In the seedy New York City of the 1980s, a psychotic killer is on the loose, stalking and killing strippers who work at various nightclubs. Affected by these killings are Matt and Nick, two consummate lowlives whom run a booking agency which caters exotic dancers to the mafia-controlled strip clubs spread all over Manhattan. Between Al Wheeler, a persistent police detective on the case, and the Mafia's desire to get this problem solved, Matt must come to grips with his inner demons and stop this psychotic killer before he murders again. Abel Ferrara's Fear City is a sleazy, crime drama that excels at transporting the viewer into the dark underbelly of 1980s New York. Ferrara has never been a filmmaker to shy away from nudity and/or violence and Fear City has plenty of both.
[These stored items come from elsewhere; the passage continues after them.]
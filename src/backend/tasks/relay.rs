/**
 * Task Event Relay
 *
 * Tells a task's current assignees that it changed. Permission to edit the
 * task is checked by the REST layer before the update is relayed; the relay
 * only routes.
 *
 * # Delivery
 *
 * - Task found: `taskUpdated` to each assignee's private room.
 * - Task missing (or lookup failed): `taskError` to the originating
 *   connection only.
 */

use std::sync::Arc;

use crate::backend::error::BackendError;
use crate::backend::realtime::{ConnectionHandle, Room, RoomHub};
use crate::backend::store::TaskStore;
use crate::shared::event::{ServerEvent, TaskUpdateRequest};

#[derive(Clone)]
pub struct TaskEventRelay {
    hub: Arc<RoomHub>,
    tasks: Arc<dyn TaskStore>,
}

impl TaskEventRelay {
    pub fn new(hub: Arc<RoomHub>, tasks: Arc<dyn TaskStore>) -> Self {
        Self { hub, tasks }
    }

    /// Notify assignees of a task update
    ///
    /// # Returns
    /// Number of connections notified
    pub async fn notify_task_update(
        &self,
        origin: &ConnectionHandle,
        request: TaskUpdateRequest,
    ) -> Result<usize, BackendError> {
        match self.fan_out(request).await {
            Ok(recipients) => Ok(recipients),
            Err(err) => {
                tracing::warn!("[Relay] Task update from {} failed: {}", origin.user_id, err);
                origin.send_event(&ServerEvent::TaskError {
                    message: err.message(),
                });
                Err(err)
            }
        }
    }

    async fn fan_out(&self, request: TaskUpdateRequest) -> Result<usize, BackendError> {
        let task = self
            .tasks
            .find_by_id(request.task_id)
            .await?
            .ok_or_else(|| BackendError::not_found("Task"))?;

        let event = ServerEvent::TaskUpdated {
            message: format!("Task \"{}\" was updated", task.title),
            update: request.update,
        };

        let mut recipients = 0;
        for assignee in &task.assignees {
            recipients += self.hub.broadcast(Room::User(*assignee), &event).await;
        }

        tracing::info!(
            "[Relay] Task {} update sent to {} assignees ({} connections)",
            task.id,
            task.assignees.len(),
            recipients
        );
        Ok(recipients)
    }
}

#[cfg(test)]
mod tests {
    use super::*;
    use crate::shared::Task;
    use async_trait::async_trait;
    use serde_json::json;
    use tokio::sync::mpsc;
    use uuid::Uuid;

    struct OneTask(Task);

    #[async_trait]
    impl TaskStore for OneTask {
        async fn find_by_id(&self, task_id: Uuid) -> Result<Option<Task>, sqlx::Error> {
            Ok((self.0.id == task_id).then(|| self.0.clone()))
        }
    }

    async fn connect(hub: &RoomHub, user_id: Uuid) -> (Arc<ConnectionHandle>, mpsc::Receiver<Arc<String>>) {
        let (tx, rx) = mpsc::channel(8);
        let handle = Arc::new(ConnectionHandle::new(user_id, tx));
        hub.add(handle.clone()).await;
        hub.join(handle.id, Room::User(user_id)).await;
        (handle, rx)
    }

    fn task(assignees: Vec<Uuid>) -> Task {
        Task {
            id: Uuid::new_v4(),
            project_id: Uuid::new_v4(),
            title: "Ship it".to_string(),
            status: "todo".to_string(),
            assignees,
            updated_at: crate::shared::message::timestamp_now(),
        }
    }

    #[tokio::test]
    async fn test_only_assignees_are_notified() {
        let hub = Arc::new(RoomHub::new());
        let (editor, mut editor_rx) = connect(&hub, Uuid::new_v4()).await;
        let assignee = Uuid::new_v4();
        let (_, mut assignee_rx) = connect(&hub, assignee).await;
        let (_, mut bystander_rx) = connect(&hub, Uuid::new_v4()).await;

        let task = task(vec![assignee]);
        let relay = TaskEventRelay::new(hub.clone(), Arc::new(OneTask(task.clone())));

        let sent = relay
            .notify_task_update(
                &editor,
                TaskUpdateRequest {
                    task_id: task.id,
                    update: json!({"status": "done"}),
                },
            )
            .await
            .unwrap();
        assert_eq!(sent, 1);

        let event: ServerEvent = serde_json::from_str(&assignee_rx.try_recv().unwrap()).unwrap();
        match event {
            ServerEvent::TaskUpdated { message, update } => {
                assert!(message.contains("Ship it"));
                assert_eq!(update, json!({"status": "done"}));
            }
            other => panic!("Expected TaskUpdated, got {:?}", other),
        }
        assert!(editor_rx.try_recv().is_err());
        assert!(bystander_rx.try_recv().is_err());
    }

    #[tokio::test]
    async fn test_missing_task_reports_to_origin_only() {
        let hub = Arc::new(RoomHub::new());
        let assignee = Uuid::new_v4();
        let (editor, mut editor_rx) = connect(&hub, Uuid::new_v4()).await;
        let (_, mut assignee_rx) = connect(&hub, assignee).await;
        let relay = TaskEventRelay::new(hub.clone(), Arc::new(OneTask(task(vec![assignee]))));

        let result = relay
            .notify_task_update(
                &editor,
                TaskUpdateRequest {
                    task_id: Uuid::new_v4(),
                    update: json!({}),
                },
            )
            .await;
        assert!(matches!(result, Err(BackendError::NotFound { .. })));

        let event: ServerEvent = serde_json::from_str(&editor_rx.try_recv().unwrap()).unwrap();
        assert_eq!(
            event,
            ServerEvent::TaskError {
                message: "Task not found".to_string()
            }
        );
        assert!(assignee_rx.try_recv().is_err());
    }
}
The opening twenty minutes or so are spent introducing the setting, showing Times Square as a grimy place where people go to fulfill their lust-fueled desires. Ferrara's camera always seems to linger far longer than most filmmakers, showcasing a cynicism and stomach which few share. At the center of the film's narrative lies Matt, a former boxer, intent on escaping from his troubled past. I'm not sure the romantic thread concerning Matt and Loretta was necessary at all, but Loretta's constant struggles with drug abuse add another layer for Matt to overcome. Fear City spends a fare amount of time with its main villain, giving the audience a lot of insight into his warped perspective. This is a man who is very methodical, highly intelligent, and truly believes what he is doing is for the betterment of society. Make no mistake, Fear City is quite cheesy at times, particularly the laughable pre-fight montage before the climax,but it's another unique film by Ferrara that has a perverse romanticism to its seedy story.